Thrilled with our first 8 folks, we then worked on the other 223 odd ones. It was painstaking work – translating our teams’ on-the-ground experiences of getting to the homes of our Positive Friends into a specific data point. Many, many of our friends live in the shanty-towns that form so much of Thane. We can never identify exactly where a person lives given the maze of tiny alleys and the uniform image of row after row of flat roof that a slum looks like from above. But we can get a pretty good shot at the general location. Somewhere within 30-50 meters or so of where they live. And a surprising number of folks we were able to actually identify what was most likely their shack!
And so a blearly 10 days later we now have an interactive map of the dear folks we are working with.
The next steps?
One is to link the current levels of ART adherence – and display them so that our staff can see which folks are in a ‘danger’ level – and which ones are doing well.
Another would be to make a map that would show folks who have missed an appointment. We have a small component of our work were we are providing free ART for 6 months to a few folks. A simple spreadsheet which compares their next appointment date with today’s date can show if a person has missed their scheduled appointment – and this could be displayed on the map as a red dot for example.
But what would really be a bomb would be to have a real time adherence map. One where our staff would enter adherence data via phone – and which would then update and display the current levels of ART adherence for all our Positive Friends! One of the benefits would be build in early alerts – say a person has less than 90% adherence – we would want their case-managers to do another visit in a week! To do this would need some basic android programming – and some time.

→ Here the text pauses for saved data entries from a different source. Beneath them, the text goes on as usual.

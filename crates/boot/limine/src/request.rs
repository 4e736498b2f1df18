//! Request structures the kernel hands to the bootloader.
//!
//! Each request is a `#[repr(C)]` structure starting with a 256-bit ID.
//! Requests must be stored in statics placed in the `.requests` section
//! and marked `#[used]`, otherwise the linker may discard them before the
//! bootloader ever sees them. After boot, `response()` returns the
//! bootloader-written response, or `None` if the request went unanswered.

use core::cell::UnsafeCell;

use crate::response::{self as res, Response};

/// Builds a full request ID from the two request-specific words.
///
/// The first two words are the protocol-wide magic shared by every
/// Limine request.
macro_rules! limine_id {
    ($part1:expr, $part2:expr) => {
        [
            0xc7b1_dd30_df4c_8b88u64,
            0x0a82_e883_a194_f07bu64,
            $part1,
            $part2,
        ]
    };
}

/// Marker that delimits the start of the `.requests` section.
///
/// Optional in the protocol, but when present the bootloader limits its
/// request scan to the marked range. Must be paired with
/// [`RequestsEndMarker`].
#[repr(C, align(8))]
pub struct RequestsStartMarker([u64; 4]);

impl RequestsStartMarker {
    /// The Limine ID of the start marker.
    pub const ID: [u64; 4] = [
        0xf6b8_f4b3_9de7_d1ae,
        0xfab9_1a69_40fc_b9cf,
        0x785c_6ed0_15d3_e316,
        0x181e_920a_7852_b9d9,
    ];

    /// Creates a new start marker.
    #[must_use]
    pub const fn new() -> Self {
        Self(Self::ID)
    }
}

impl Default for RequestsStartMarker {
    fn default() -> Self {
        Self::new()
    }
}

/// Marker that delimits the end of the `.requests` section.
#[repr(C, align(8))]
pub struct RequestsEndMarker([u64; 2]);

impl RequestsEndMarker {
    /// The Limine ID of the end marker.
    pub const ID: [u64; 2] = [0xadc0_e053_1bb1_0d03, 0x9572_709f_3176_4c62];

    /// Creates a new end marker.
    #[must_use]
    pub const fn new() -> Self {
        Self(Self::ID)
    }
}

impl Default for RequestsEndMarker {
    fn default() -> Self {
        Self::new()
    }
}

/// Declares the protocol base revision the kernel was written against.
///
/// The bootloader overwrites the last word with 0 when it supports the
/// requested revision.
#[repr(C, align(8))]
pub struct BaseRevision(UnsafeCell<[u64; 3]>);

// SAFETY: Written once by the bootloader before the kernel gains control,
// read-only afterwards.
unsafe impl Sync for BaseRevision {}

impl BaseRevision {
    /// The Limine ID of the base revision tag.
    pub const ID: [u64; 2] = [0xf956_2b2d_5c95_a6c8, 0x6a7b_3849_4453_6bdc];

    /// Requested base revision.
    const REVISION: u64 = 3;

    /// Creates a new base revision tag.
    #[must_use]
    pub const fn new() -> Self {
        Self(UnsafeCell::new([Self::ID[0], Self::ID[1], Self::REVISION]))
    }

    /// Returns `true` if the bootloader acknowledged the requested revision.
    #[must_use]
    pub fn is_supported(&self) -> bool {
        // SAFETY: Written by the bootloader before entry, never afterwards.
        unsafe { (*self.0.get())[2] == 0 }
    }
}

impl Default for BaseRevision {
    fn default() -> Self {
        Self::new()
    }
}

/// Declares a request struct with an ID, a revision, and a response slot.
///
/// Covers the common case of a request with no extra payload fields.
macro_rules! declare_request {
    ($(#[$doc:meta])* $name:ident, $resp:ty, $id1:expr, $id2:expr) => {
        $(#[$doc])*
        #[repr(C, align(8))]
        pub struct $name {
            id: [u64; 4],
            revision: u64,
            response: Response<$resp>,
        }

        impl $name {
            /// The Limine ID of this request.
            pub const ID: [u64; 4] = limine_id!($id1, $id2);

            /// Creates a new request (revision 0).
            #[must_use]
            pub const fn new() -> Self {
                Self {
                    id: Self::ID,
                    revision: 0,
                    response: Response::empty(),
                }
            }

            /// Returns the bootloader-filled response, if any.
            #[must_use]
            pub fn response(&self) -> Option<&$resp> {
                self.response.get()
            }
        }

        impl Default for $name {
            fn default() -> Self {
                Self::new()
            }
        }
    };
}

declare_request!(
    /// Asks for the bootloader's name and version strings.
    BootloaderInfoRequest,
    res::BootloaderInfoResponse,
    0xf550_38d8_e2a1_202f,
    0x2794_26fc_f5f5_9740
);

declare_request!(
    /// Asks for the physical memory map.
    MemMapRequest,
    res::MemMapResponse,
    0x67cf_3d9d_378a_806f,
    0xe304_acdf_c50c_3c62
);

declare_request!(
    /// Asks for the Higher Half Direct Map offset.
    HhdmRequest,
    res::HhdmResponse,
    0x48dc_f1cb_8ad2_b852,
    0x6398_4e95_9a98_244b
);

declare_request!(
    /// Asks for the physical and virtual base of the loaded kernel image.
    ExecutableAddressRequest,
    res::ExecutableAddressResponse,
    0x71ba_7686_3cc5_5f63,
    0xb264_4a48_c516_a487
);

declare_request!(
    /// Asks for the list of framebuffers.
    FramebufferRequest,
    res::FramebufferResponse,
    0x9d58_27dc_d881_dd75,
    0xa314_8604_f6fa_b11b
);

/// Asks for the list of boot modules loaded alongside the kernel.
///
/// Muon does not use internal modules; the corresponding fields are
/// always zeroed.
#[repr(C, align(8))]
pub struct ModuleRequest {
    id: [u64; 4],
    revision: u64,
    response: Response<res::ModuleResponse>,
    /// Number of internal modules requested. Always 0.
    pub internal_module_count: u64,
    /// Internal module list. Always null.
    pub internal_modules: *const core::ffi::c_void,
}

// SAFETY: The internal-module pointer is always null and the response slot
// is written only by the bootloader before the kernel gains control.
unsafe impl Sync for ModuleRequest {}

impl ModuleRequest {
    /// The Limine ID of the module request.
    pub const ID: [u64; 4] = limine_id!(0x3e7e_2797_02be_32af, 0xca1c_4f3b_d128_0cee);

    /// Creates a new module request (revision 0, no internal modules).
    #[must_use]
    pub const fn new() -> Self {
        Self {
            id: Self::ID,
            revision: 0,
            response: Response::empty(),
            internal_module_count: 0,
            internal_modules: core::ptr::null(),
        }
    }

    /// Returns the bootloader-filled response, if any.
    #[must_use]
    pub fn response(&self) -> Option<&res::ModuleResponse> {
        self.response.get()
    }
}

impl Default for ModuleRequest {
    fn default() -> Self {
        Self::new()
    }
}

At the same time, we have the sobering reminder that maps alone do not change hearts.
What we really have going for us, are our wonderfully dedicated staff – whose love and care have developed relationships that cross time. The dots on the screen are a small testament to the web of relationships our staff and others from local churches have made with the HIV Positive Friends we work with.

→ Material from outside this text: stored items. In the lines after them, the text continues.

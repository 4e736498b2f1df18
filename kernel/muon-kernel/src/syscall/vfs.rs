//! `open`, `close`, and `readdir`.

use crate::fs::file::OpenFlags;
use crate::fs::{self, InodeType};

use super::userptr::{UserSlice, copy_to_user, copy_user_cstr};
use super::{Dirent, SYSCALL_ERROR};

/// `open(path, flags, mode)` — returns a descriptor.
///
/// `flags` and `mode` are accepted for ABI shape but not yet
/// interpreted; files open read-write.
pub(super) fn sys_open(path_ptr: usize, _flags: usize, _mode: usize) -> isize {
    let mut path_buf = [0u8; 256];
    let Ok(len) = copy_user_cstr(path_ptr, &mut path_buf) else {
        return SYSCALL_ERROR;
    };
    let Ok(path) = core::str::from_utf8(&path_buf[..len]) else {
        return SYSCALL_ERROR;
    };

    let inode = match fs::vfs::with_vfs(|vfs| vfs.resolve(path)) {
        Ok(inode) => inode,
        Err(err) => {
            crate::kwarn!("open('{path}'): {err}");
            return SYSCALL_ERROR;
        }
    };
    if inode.kind() == InodeType::Directory {
        return SYSCALL_ERROR;
    }

    let Some(result) = crate::proc::with_current(|process| {
        let mut fd_table = process.fd_table.lock();
        match fd_table.open(inode.clone(), OpenFlags::READ | OpenFlags::WRITE) {
            Ok(fd) => fd as isize,
            Err(err) => {
                crate::kwarn!("open('{path}'): {err}");
                SYSCALL_ERROR
            }
        }
    }) else {
        return SYSCALL_ERROR;
    };
    result
}

/// `close(fd)` — returns 0.
pub(super) fn sys_close(fd: usize) -> isize {
    let Some(result) = crate::proc::with_current(|process| {
        let mut fd_table = process.fd_table.lock();
        match fd_table.close(fd) {
            Ok(()) => 0,
            Err(_) => SYSCALL_ERROR,
        }
    }) else {
        return SYSCALL_ERROR;
    };
    result
}

/// `readdir(index, buf, buf_size)` — writes one [`Dirent`] for the
/// `index`-th entry of the current directory. Returns 1 when an entry
/// was written, 0 past the end.
pub(super) fn sys_readdir(index: usize, buf: usize, buf_size: usize) -> isize {
    let record_size = core::mem::size_of::<Dirent>();
    if buf_size < record_size {
        return SYSCALL_ERROR;
    }
    let Ok(slice) = UserSlice::new(buf, record_size) else {
        return SYSCALL_ERROR;
    };

    let entries = match fs::vfs::with_vfs(|vfs| {
        vfs.resolve(".").and_then(|dir| dir.readdir())
    }) {
        Ok(entries) => entries,
        Err(err) => {
            crate::kwarn!("readdir: {err}");
            return SYSCALL_ERROR;
        }
    };

    let Some(entry) = entries.get(index) else {
        return 0;
    };

    let record = Dirent::new(&entry.name, entry.size as u64);
    match copy_to_user(&slice, record.as_bytes()) {
        Ok(copied) if copied == record_size => 1,
        _ => SYSCALL_ERROR,
    }
}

I may have a geo-tag for one of our Positive Friends – but that is not 100% accurate – and that person may leave and head off for somewhere else anytime. But there is one who knows not only my exact location in real time – but also knows the hairs on my head. Our knowledge – however sophisticated we may feel it is today - is always a rough tool, a crude instrument compared overwhelming omniscience of Father God. But how He delights when we discover and explore!